Autre aspect très important de la crypto-monnaie sur lequel il faut revenir : sa sur-collatéralisation. Comme on l’a vu avec Tether, les stablecoins ont des fonds collatéraux pour garantir leur valeur. Pour celles indexées sur une monnaie fiduciaire, il faut mettre en réserve 1 dollar pour qu’une nouvelle unité de crypto-monnaie soit créée. Pour Nuon, c’est différent : le projet « détient plus de collatéraux crypto que la valeur totale de toutes les flatcoins créées ». Les collatéraux à fournir pour les Nuon sont calculés par un algorithme, qui prend en compte la volatilité des marchés. Il n’est donc pas clair combien il faut payer pour créer un Nuon : la somme peut varier.
Cette sur-collatéralisation permet d’avoir plus de garanties sur les fonds disponibles, mais surtout de protéger le protocole de Nuon. L’algorithme de la crypto-monnaie utilise les collatéraux pour ajuster au besoin sa valeur et garantir son indexation, en faisant en sorte que les propriétaires de tokens les vendent ou les détruisent.
Est-ce que ça peut marcher ?
Pour l’instant, Nuon explique veiller à ne pas répéter les erreurs du passé. Les créateurs du projet l’assurent : un scénario de « spirale de la mort », tel que l’a connu Terra, est impossible grâce à cette sur-collatéralisation. « Le protocole de Nuon ne le permet pas, grâce à la sur-collatéralisation. » De même, les larges réserves devraient permettre de surmonter la baisse de valeur de certains actifs en cas de bear market.

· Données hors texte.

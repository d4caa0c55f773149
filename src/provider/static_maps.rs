//! Google Static Maps client.

use std::time::Duration;

use image::DynamicImage;
use tracing::debug;

use crate::error::AcquisitionError;

use super::{ImageProvider, ImageRequest};

pub const DEFAULT_BASE_URL: &str = "https://maps.googleapis.com/maps/api/staticmap";

const MAP_TYPE: &str = "satellite";
const SCALE: u8 = 1;

/// Blocking Static Maps client.
#[derive(Debug, Clone)]
pub struct StaticMapsClient {
    client: reqwest::blocking::Client,
    base_url: String,
    api_key: String,
}

impl StaticMapsClient {
    /// Client against the public endpoint.
    ///
    /// # Errors
    /// Returns an error if the HTTP client cannot be built.
    pub fn new(api_key: impl Into<String>) -> Result<Self, AcquisitionError> {
        let client = reqwest::blocking::Client::builder()
            .user_agent(concat!("tiffany/", env!("CARGO_PKG_VERSION")))
            .timeout(Duration::from_secs(60))
            .build()?;
        Ok(Self {
            client,
            base_url: DEFAULT_BASE_URL.to_string(),
            api_key: api_key.into(),
        })
    }

    /// Point the client at another endpoint (a mirror or a local stub).
    #[must_use]
    pub fn with_base_url(mut self, base_url: impl Into<String>) -> Self {
        self.base_url = base_url.into();
        self
    }

    /// Query parameters for `request`, in request order.
    #[must_use]
    pub fn query(&self, request: &ImageRequest) -> Vec<(&'static str, String)> {
        vec![
            (
                "center",
                format!("{},{}", request.center.latitude(), request.center.longitude()),
            ),
            ("zoom", request.zoom.to_string()),
            ("size", format!("{}x{}", request.size.width, request.size.length)),
            ("scale", SCALE.to_string()),
            ("maptype", MAP_TYPE.to_string()),
            ("key", self.api_key.clone()),
        ]
    }
}

impl ImageProvider for StaticMapsClient {
    fn fetch(&self, request: &ImageRequest) -> Result<DynamicImage, AcquisitionError> {
        debug!(
            lat = request.center.latitude(),
            lon = request.center.longitude(),
            zoom = request.zoom,
            size = %request.size,
            "requesting image"
        );

        let response = self
            .client
            .get(&self.base_url)
            .query(&self.query(request))
            .send()?;

        let status = response.status();
        if !status.is_success() {
            let body = response.text().unwrap_or_default();
            return Err(AcquisitionError::Status {
                status: status.as_u16(),
                body,
            });
        }

        let bytes = response.bytes()?;
        Ok(image::load_from_memory(&bytes)?)
    }
}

Mais, malgré ces assurances, un projet tel que Nuon peut-il vraiment marcher ? Rien ne le garantit à 100 %, comme pour toutes les autres cryptos. Une sur-collatéralisation aidera peut-être en cas de krach boursier, mais ne représente pas une assurance fiable à 100 %. Si les prix chutent de manière trop importante, la sur-collatéralisation ne suffira pas pour éponger les pertes en cas de bear market.
De plus, il existe encore peu de ressources sur les flatcoins, et encore moins sur Nuon : les projets sont encore extrêmement récents, et il n’y a pas encore vraiment eu de retour d’utilisation durable, même pour le RAI. Difficile donc pour l’instant de se projeter dans l’avenir et de conclure qu’il s’agit de stablecoins absolument sans risque, qui pourraient réellement protéger de l’inflation.
L’un des rares exemples existants n’offre pas une vision optimiste pour Nuon. Comme le rapporte Cointelegraph, le projet IHC, pour Inflation Hedging Coin (littéralement « couverture contre l’inflation ») a été lancé en octobre 2021. Le token devait garder sa valeur et la faire augmenter avec le temps, grâce à plusieurs protocoles de coin burn calculé en fonction de l’augmentation de l’indice des prix à la consommation — un modèle assez similaire à ce que propose Nuon aujourd’hui.
Cependant, depuis son lancement l’année dernière, l’IHC n’a jamais réussi à faire augmenter sa valeur. Vendu au début au prix de 0,002 dollar, un token IHC a aujourd’hui perdu 96,4 % de sa valeur : il vaut désormais 0,000097 dollar, selon les données de Coinmarketcap. Personne ne peut encore dire si un sort pareil attend Nuon.